EXERCISE PROMPT:
Word for word, reproduce the records that follow.

DATA SUPPLIED:
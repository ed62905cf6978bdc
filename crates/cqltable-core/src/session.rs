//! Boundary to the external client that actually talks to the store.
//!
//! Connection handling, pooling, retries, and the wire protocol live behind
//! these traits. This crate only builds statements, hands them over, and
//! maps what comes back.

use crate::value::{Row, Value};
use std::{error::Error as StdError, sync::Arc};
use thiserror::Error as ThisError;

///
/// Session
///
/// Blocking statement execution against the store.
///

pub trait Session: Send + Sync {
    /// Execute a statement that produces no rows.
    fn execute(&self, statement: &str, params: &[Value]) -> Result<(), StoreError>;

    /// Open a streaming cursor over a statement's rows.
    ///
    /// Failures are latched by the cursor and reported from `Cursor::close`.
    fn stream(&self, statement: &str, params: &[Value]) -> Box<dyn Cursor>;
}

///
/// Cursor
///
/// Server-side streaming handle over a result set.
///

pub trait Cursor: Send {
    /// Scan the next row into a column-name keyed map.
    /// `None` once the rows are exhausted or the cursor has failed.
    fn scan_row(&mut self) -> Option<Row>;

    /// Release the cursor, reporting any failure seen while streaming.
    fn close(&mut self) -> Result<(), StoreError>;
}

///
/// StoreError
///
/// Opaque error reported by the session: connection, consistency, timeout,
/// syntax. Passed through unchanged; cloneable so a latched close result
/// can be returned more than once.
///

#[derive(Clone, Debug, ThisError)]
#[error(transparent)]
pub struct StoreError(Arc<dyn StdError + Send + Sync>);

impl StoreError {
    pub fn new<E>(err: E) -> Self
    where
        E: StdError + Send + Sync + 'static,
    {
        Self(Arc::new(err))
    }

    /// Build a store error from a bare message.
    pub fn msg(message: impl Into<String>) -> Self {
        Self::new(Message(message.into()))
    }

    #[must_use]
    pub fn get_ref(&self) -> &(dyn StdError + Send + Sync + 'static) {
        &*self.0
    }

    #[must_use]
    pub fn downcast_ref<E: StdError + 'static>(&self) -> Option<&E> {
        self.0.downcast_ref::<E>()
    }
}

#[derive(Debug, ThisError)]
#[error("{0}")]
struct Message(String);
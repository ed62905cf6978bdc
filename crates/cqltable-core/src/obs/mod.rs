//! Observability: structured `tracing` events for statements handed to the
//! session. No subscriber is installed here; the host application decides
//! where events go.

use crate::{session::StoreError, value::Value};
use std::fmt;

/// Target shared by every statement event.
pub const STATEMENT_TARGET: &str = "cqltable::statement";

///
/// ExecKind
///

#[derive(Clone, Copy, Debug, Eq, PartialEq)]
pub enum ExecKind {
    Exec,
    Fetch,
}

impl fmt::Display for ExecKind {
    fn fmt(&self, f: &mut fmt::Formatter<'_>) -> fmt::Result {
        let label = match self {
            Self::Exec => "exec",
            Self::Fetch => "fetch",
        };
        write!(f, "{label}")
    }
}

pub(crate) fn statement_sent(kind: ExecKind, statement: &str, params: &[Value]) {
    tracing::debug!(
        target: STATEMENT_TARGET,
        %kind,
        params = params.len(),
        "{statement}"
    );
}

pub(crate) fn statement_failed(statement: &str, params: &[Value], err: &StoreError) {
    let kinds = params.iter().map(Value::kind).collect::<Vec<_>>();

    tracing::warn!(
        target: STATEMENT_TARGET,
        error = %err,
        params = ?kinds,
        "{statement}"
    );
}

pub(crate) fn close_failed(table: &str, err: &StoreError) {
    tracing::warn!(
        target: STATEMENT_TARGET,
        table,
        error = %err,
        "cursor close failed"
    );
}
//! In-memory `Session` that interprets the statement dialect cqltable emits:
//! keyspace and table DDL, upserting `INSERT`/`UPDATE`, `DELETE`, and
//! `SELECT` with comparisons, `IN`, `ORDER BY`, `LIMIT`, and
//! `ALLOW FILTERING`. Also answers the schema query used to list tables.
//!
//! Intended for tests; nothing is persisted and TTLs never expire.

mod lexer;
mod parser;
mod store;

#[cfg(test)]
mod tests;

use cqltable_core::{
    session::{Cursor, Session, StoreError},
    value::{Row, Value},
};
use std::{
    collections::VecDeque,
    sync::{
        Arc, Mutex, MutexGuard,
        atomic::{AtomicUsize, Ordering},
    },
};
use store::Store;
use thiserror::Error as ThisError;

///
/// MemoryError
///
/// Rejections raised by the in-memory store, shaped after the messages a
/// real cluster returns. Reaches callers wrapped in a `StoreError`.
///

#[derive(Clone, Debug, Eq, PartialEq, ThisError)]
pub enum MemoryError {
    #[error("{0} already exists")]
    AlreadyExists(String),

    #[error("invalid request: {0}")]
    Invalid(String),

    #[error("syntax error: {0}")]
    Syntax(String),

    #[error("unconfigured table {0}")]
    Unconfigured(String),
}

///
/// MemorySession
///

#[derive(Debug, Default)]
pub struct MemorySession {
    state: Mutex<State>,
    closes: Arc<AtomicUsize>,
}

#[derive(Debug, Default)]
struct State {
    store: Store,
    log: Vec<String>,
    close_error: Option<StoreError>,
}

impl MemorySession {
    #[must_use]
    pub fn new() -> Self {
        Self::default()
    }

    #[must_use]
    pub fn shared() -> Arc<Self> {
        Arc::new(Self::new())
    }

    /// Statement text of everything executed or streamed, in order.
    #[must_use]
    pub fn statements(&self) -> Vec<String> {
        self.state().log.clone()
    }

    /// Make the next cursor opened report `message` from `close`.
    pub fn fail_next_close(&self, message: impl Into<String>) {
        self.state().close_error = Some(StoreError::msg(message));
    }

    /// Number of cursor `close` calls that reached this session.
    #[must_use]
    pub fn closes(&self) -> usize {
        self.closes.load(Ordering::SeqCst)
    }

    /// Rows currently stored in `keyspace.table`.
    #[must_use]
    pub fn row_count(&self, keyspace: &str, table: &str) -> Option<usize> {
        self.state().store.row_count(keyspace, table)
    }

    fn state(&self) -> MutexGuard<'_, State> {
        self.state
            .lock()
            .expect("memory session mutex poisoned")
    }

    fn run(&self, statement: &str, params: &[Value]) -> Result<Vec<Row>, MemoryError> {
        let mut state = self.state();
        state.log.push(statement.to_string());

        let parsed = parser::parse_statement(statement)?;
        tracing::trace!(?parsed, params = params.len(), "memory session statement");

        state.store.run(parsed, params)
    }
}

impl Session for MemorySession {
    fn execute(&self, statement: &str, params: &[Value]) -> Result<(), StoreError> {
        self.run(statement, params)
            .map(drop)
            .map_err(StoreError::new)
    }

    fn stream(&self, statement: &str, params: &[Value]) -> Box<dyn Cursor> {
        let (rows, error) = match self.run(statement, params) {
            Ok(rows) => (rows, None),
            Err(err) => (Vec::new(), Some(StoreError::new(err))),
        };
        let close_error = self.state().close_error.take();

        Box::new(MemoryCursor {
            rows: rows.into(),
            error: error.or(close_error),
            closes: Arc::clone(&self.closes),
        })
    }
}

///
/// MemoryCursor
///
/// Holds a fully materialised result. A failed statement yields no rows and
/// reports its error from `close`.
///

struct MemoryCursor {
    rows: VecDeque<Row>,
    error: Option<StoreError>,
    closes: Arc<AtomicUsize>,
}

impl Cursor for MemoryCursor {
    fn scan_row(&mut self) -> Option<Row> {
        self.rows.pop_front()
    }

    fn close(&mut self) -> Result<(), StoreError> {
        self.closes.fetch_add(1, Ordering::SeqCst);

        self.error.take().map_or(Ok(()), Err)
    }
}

EXPECTED OUTPUT:
repository ed62905cf6978bdc
filename crates/cqltable-core/src/session.rs
//! Boundary to the external client that actually talks to the store.
//!
//! Connection handling, pooling, retries, and the wire protocol live behind
//! these traits. This crate only builds statements, hands them over, and
//! maps what comes back.

use crate::value::{Row, Value};
use std::{error::Error as StdError, sync::Arc};
use thiserror::Error as ThisError;

///
/// Session
///
/// Blocking statement execution against the store.
///

pub trait Session: Send + Sync {
    /// Execute a statement that produces no rows.
    fn execute(&self, statement: &str, params: &[Value]) -> Result<(), StoreError>;

    /// Open a streaming cursor over a statement's rows.
    ///
    /// Failures are latched by the cursor and reported from `Cursor::close`.
    fn stream(&self, statement: &str, params: &[Value]) -> Box<dyn Cursor>;
}

///
/// Cursor
///
/// Server-side streaming handle over a result set.
///

pub trait Cursor: Send {
    /// Scan the next row into a column-name keyed map.
    /// `None` once the rows are exhausted or the cursor has failed.
    fn scan_row(&mut self) -> Option<Row>;

    /// Release the cursor, reporting any failure seen while streaming.
    fn close(&mut self) -> Result<(), StoreError>;
}

///
/// StoreError
///
/// Opaque error reported by the session: connection, consistency, timeout,
/// syntax. Passed through unchanged; cloneable so a latched close result
/// can be returned more than once.
///

#[derive(Clone, Debug, ThisError)]
#[error(transparent)]
pub struct StoreError(Arc<dyn StdError + Send + Sync>);

impl StoreError {
    pub fn new<E>(err: E) -> Self
    where
        E: StdError + Send + Sync + 'static,
    {
        Self(Arc::new(err))
    }

    /// Build a store error from a bare message.
    pub fn msg(message: impl Into<String>) -> Self {
        Self::new(Message(message.into()))
    }

    #[must_use]
    pub fn get_ref(&self) -> &(dyn StdError + Send + Sync + 'static) {
        &*self.0
    }

    #[must_use]
    pub fn downcast_ref<E: StdError + 'static>(&self) -> Option<&E> {
        self.0.downcast_ref::<E>()
    }
}

#[derive(Debug, ThisError)]
#[error("{0}")]
struct Message(String);
repository ed62905cf6978bdc
filename crates/cqltable-core/src/obs/mod.rs
//! Observability: structured `tracing` events for statements handed to the
//! session. No subscriber is installed here; the host application decides
//! where events go.

use crate::{session::StoreError, value::Value};
use std::fmt;

/// Target shared by every statement event.
pub const STATEMENT_TARGET: &str = "cqltable::statement";

///
/// ExecKind
///

#[derive(Clone, Copy, Debug, Eq, PartialEq)]
pub enum ExecKind {
    Exec,
    Fetch,
}

impl fmt::Display for ExecKind {
    fn fmt(&self, f: &mut fmt::Formatter<'_>) -> fmt::Result {
        let label = match self {
            Self::Exec => "exec",
            Self::Fetch => "fetch",
        };
        write!(f, "{label}")
    }
}

pub(crate) fn statement_sent(kind: ExecKind, statement: &str, params: &[Value]) {
    tracing::debug!(
        target: STATEMENT_TARGET,
        %kind,
        params = params.len(),
        "{statement}"
    );
}

pub(crate) fn statement_failed(statement: &str, params: &[Value], err: &StoreError) {
    let kinds = params.iter().map(Value::kind).collect::<Vec<_>>();

    tracing::warn!(
        target: STATEMENT_TARGET,
        error = %err,
        params = ?kinds,
        "{statement}"
    );
}

pub(crate) fn close_failed(table: &str, err: &StoreError) {
    tracing::warn!(
        target: STATEMENT_TARGET,
        table,
        error = %err,
        "cursor close failed"
    );
}
//! In-memory `Session` that interprets the statement dialect cqltable emits:
//! keyspace and table DDL, upserting `INSERT`/`UPDATE`, `DELETE`, and
//! `SELECT` with comparisons, `IN`, `ORDER BY`, `LIMIT`, and
//! `ALLOW FILTERING`. Also answers the schema query used to list tables.
//!
//! Intended for tests; nothing is persisted and TTLs never expire.

mod lexer;
mod parser;
mod store;

#[cfg(test)]
mod tests;

use cqltable_core::{
    session::{Cursor, Session, StoreError},
    value::{Row, Value},
};
use std::{
    collections::VecDeque,
    sync::{
        Arc, Mutex, MutexGuard,
        atomic::{AtomicUsize, Ordering},
    },
};
use store::Store;
use thiserror::Error as ThisError;

///
/// MemoryError
///
/// Rejections raised by the in-memory store, shaped after the messages a
/// real cluster returns. Reaches callers wrapped in a `StoreError`.
///

#[derive(Clone, Debug, Eq, PartialEq, ThisError)]
pub enum MemoryError {
    #[error("{0} already exists")]
    AlreadyExists(String),

    #[error("invalid request: {0}")]
    Invalid(String),

    #[error("syntax error: {0}")]
    Syntax(String),

    #[error("unconfigured table {0}")]
    Unconfigured(String),
}

///
/// MemorySession
///

#[derive(Debug, Default)]
pub struct MemorySession {
    state: Mutex<State>,
    closes: Arc<AtomicUsize>,
}

#[derive(Debug, Default)]
struct State {
    store: Store,
    log: Vec<String>,
    close_error: Option<StoreError>,
}

impl MemorySession {
    #[must_use]
    pub fn new() -> Self {
        Self::default()
    }

    #[must_use]
    pub fn shared() -> Arc<Self> {
        Arc::new(Self::new())
    }

    /// Statement text of everything executed or streamed, in order.
    #[must_use]
    pub fn statements(&self) -> Vec<String> {
        self.state().log.clone()
    }

    /// Make the next cursor opened report `message` from `close`.
    pub fn fail_next_close(&self, message: impl Into<String>) {
        self.state().close_error = Some(StoreError::msg(message));
    }

    /// Number of cursor `close` calls that reached this session.
    #[must_use]
    pub fn closes(&self) -> usize {
        self.closes.load(Ordering::SeqCst)
    }

    /// Rows currently stored in `keyspace.table`.
    #[must_use]
    pub fn row_count(&self, keyspace: &str, table: &str) -> Option<usize> {
        self.state().store.row_count(keyspace, table)
    }

    fn state(&self) -> MutexGuard<'_, State> {
        self.state
            .lock()
            .expect("memory session mutex poisoned")
    }

    fn run(&self, statement: &str, params: &[Value]) -> Result<Vec<Row>, MemoryError> {
        let mut state = self.state();
        state.log.push(statement.to_string());

        let parsed = parser::parse_statement(statement)?;
        tracing::trace!(?parsed, params = params.len(), "memory session statement");

        state.store.run(parsed, params)
    }
}

impl Session for MemorySession {
    fn execute(&self, statement: &str, params: &[Value]) -> Result<(), StoreError> {
        self.run(statement, params)
            .map(drop)
            .map_err(StoreError::new)
    }

    fn stream(&self, statement: &str, params: &[Value]) -> Box<dyn Cursor> {
        let (rows, error) = match self.run(statement, params) {
            Ok(rows) => (rows, None),
            Err(err) => (Vec::new(), Some(StoreError::new(err))),
        };
        let close_error = self.state().close_error.take();

        Box::new(MemoryCursor {
            rows: rows.into(),
            error: error.or(close_error),
            closes: Arc::clone(&self.closes),
        })
    }
}

///
/// MemoryCursor
///
/// Holds a fully materialised result. A failed statement yields no rows and
/// reports its error from `close`.
///

struct MemoryCursor {
    rows: VecDeque<Row>,
    error: Option<StoreError>,
    closes: Arc<AtomicUsize>,
}

impl Cursor for MemoryCursor {
    fn scan_row(&mut self) -> Option<Row> {
        self.rows.pop_front()
    }

    fn close(&mut self) -> Result<(), StoreError> {
        self.closes.fetch_add(1, Ordering::SeqCst);

        self.error.take().map_or(Ok(()), Err)
    }
}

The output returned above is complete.